▶ _Work item_: Could you please return each line of the data that has the word "clone"?

[Start of Attachment]

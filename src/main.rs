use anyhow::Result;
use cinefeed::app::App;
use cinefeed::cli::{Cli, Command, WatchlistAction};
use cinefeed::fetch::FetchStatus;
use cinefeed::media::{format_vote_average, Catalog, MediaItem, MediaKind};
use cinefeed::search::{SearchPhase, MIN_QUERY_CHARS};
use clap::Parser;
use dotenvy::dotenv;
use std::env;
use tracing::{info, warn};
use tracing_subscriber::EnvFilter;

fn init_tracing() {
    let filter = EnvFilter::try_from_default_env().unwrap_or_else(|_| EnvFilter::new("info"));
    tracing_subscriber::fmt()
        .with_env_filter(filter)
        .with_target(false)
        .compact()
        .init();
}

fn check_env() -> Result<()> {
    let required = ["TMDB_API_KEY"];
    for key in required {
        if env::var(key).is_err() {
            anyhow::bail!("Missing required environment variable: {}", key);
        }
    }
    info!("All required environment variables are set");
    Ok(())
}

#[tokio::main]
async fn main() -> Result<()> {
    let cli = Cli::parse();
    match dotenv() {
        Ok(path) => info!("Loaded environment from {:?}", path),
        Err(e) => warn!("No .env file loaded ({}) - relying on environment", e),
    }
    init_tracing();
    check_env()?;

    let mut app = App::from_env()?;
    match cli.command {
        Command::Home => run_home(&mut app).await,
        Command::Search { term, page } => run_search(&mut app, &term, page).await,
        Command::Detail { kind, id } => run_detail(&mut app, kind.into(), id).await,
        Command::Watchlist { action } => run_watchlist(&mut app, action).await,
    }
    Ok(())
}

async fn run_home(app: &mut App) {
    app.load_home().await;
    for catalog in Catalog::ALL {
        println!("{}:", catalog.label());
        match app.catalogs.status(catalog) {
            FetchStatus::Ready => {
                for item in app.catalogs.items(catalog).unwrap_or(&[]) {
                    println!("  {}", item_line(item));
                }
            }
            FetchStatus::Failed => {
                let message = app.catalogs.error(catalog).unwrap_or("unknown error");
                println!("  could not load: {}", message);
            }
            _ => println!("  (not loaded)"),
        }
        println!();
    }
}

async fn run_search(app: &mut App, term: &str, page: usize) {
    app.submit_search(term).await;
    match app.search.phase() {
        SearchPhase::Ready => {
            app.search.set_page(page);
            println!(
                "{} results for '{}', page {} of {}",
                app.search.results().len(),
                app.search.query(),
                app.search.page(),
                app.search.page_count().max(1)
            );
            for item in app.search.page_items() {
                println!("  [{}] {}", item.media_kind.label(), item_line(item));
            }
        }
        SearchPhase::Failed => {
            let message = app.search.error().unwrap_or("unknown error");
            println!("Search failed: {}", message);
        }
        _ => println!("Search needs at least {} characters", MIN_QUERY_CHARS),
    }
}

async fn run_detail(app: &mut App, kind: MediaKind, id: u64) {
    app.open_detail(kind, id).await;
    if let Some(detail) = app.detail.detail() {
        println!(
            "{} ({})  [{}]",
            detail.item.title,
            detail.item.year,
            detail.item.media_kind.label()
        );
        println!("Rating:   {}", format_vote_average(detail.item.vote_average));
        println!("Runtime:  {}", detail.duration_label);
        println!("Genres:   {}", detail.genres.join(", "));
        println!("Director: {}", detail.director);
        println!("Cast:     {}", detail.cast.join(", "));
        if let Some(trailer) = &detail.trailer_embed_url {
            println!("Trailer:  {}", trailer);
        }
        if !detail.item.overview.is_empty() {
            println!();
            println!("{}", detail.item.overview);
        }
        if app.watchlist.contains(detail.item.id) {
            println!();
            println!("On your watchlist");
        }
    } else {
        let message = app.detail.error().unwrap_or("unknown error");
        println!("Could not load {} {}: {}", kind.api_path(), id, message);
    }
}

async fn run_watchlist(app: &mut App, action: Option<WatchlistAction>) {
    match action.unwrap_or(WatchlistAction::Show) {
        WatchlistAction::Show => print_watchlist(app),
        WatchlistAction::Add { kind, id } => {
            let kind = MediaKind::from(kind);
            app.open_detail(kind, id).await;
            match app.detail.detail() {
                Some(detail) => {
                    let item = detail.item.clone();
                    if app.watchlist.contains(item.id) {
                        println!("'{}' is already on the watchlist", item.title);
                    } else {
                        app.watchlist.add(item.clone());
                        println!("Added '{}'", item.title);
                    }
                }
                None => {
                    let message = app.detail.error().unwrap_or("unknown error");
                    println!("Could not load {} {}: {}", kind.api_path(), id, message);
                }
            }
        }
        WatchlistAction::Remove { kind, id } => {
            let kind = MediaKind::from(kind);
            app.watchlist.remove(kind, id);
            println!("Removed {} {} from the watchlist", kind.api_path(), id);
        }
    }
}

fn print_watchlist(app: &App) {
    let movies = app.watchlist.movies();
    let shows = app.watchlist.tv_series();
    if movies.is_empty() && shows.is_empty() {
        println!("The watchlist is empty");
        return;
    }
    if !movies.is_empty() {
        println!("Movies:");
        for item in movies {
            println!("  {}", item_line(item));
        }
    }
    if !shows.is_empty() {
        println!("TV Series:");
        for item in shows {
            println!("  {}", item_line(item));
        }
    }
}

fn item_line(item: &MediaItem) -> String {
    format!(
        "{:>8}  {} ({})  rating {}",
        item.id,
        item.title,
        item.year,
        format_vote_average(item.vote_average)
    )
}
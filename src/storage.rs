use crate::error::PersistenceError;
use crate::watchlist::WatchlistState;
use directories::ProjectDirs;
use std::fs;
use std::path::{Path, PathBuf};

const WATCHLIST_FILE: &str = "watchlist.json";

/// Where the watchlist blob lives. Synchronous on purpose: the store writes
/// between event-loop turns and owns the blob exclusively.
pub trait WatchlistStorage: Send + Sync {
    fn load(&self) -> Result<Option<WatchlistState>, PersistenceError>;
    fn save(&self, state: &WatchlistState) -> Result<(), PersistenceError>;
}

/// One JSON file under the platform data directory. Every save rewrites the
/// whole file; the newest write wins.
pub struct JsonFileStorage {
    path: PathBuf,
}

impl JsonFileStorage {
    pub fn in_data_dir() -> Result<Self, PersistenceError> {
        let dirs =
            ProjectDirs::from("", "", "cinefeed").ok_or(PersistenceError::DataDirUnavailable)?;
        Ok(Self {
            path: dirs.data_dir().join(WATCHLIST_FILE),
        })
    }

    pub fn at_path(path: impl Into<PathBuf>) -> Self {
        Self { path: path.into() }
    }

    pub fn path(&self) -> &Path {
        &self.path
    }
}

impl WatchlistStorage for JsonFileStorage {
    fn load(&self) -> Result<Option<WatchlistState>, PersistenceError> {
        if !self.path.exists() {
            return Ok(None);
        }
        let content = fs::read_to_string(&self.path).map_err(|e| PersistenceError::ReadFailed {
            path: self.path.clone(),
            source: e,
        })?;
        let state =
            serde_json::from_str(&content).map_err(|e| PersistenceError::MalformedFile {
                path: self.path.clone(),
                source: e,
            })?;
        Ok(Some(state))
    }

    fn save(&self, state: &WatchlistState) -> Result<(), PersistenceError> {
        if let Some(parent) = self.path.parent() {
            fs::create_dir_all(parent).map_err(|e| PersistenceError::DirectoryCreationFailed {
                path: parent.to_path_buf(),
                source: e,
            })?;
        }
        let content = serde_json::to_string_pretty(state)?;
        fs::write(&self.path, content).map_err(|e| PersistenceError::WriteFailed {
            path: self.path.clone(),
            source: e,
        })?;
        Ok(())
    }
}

[End of Attachment]

▶ _Solved exercise_:
                    let item = detail.item.clone();
                        app.watchlist.add(item.clone());
            path: self.path.clone(),
                path: self.path.clone(),
            path: self.path.clone(),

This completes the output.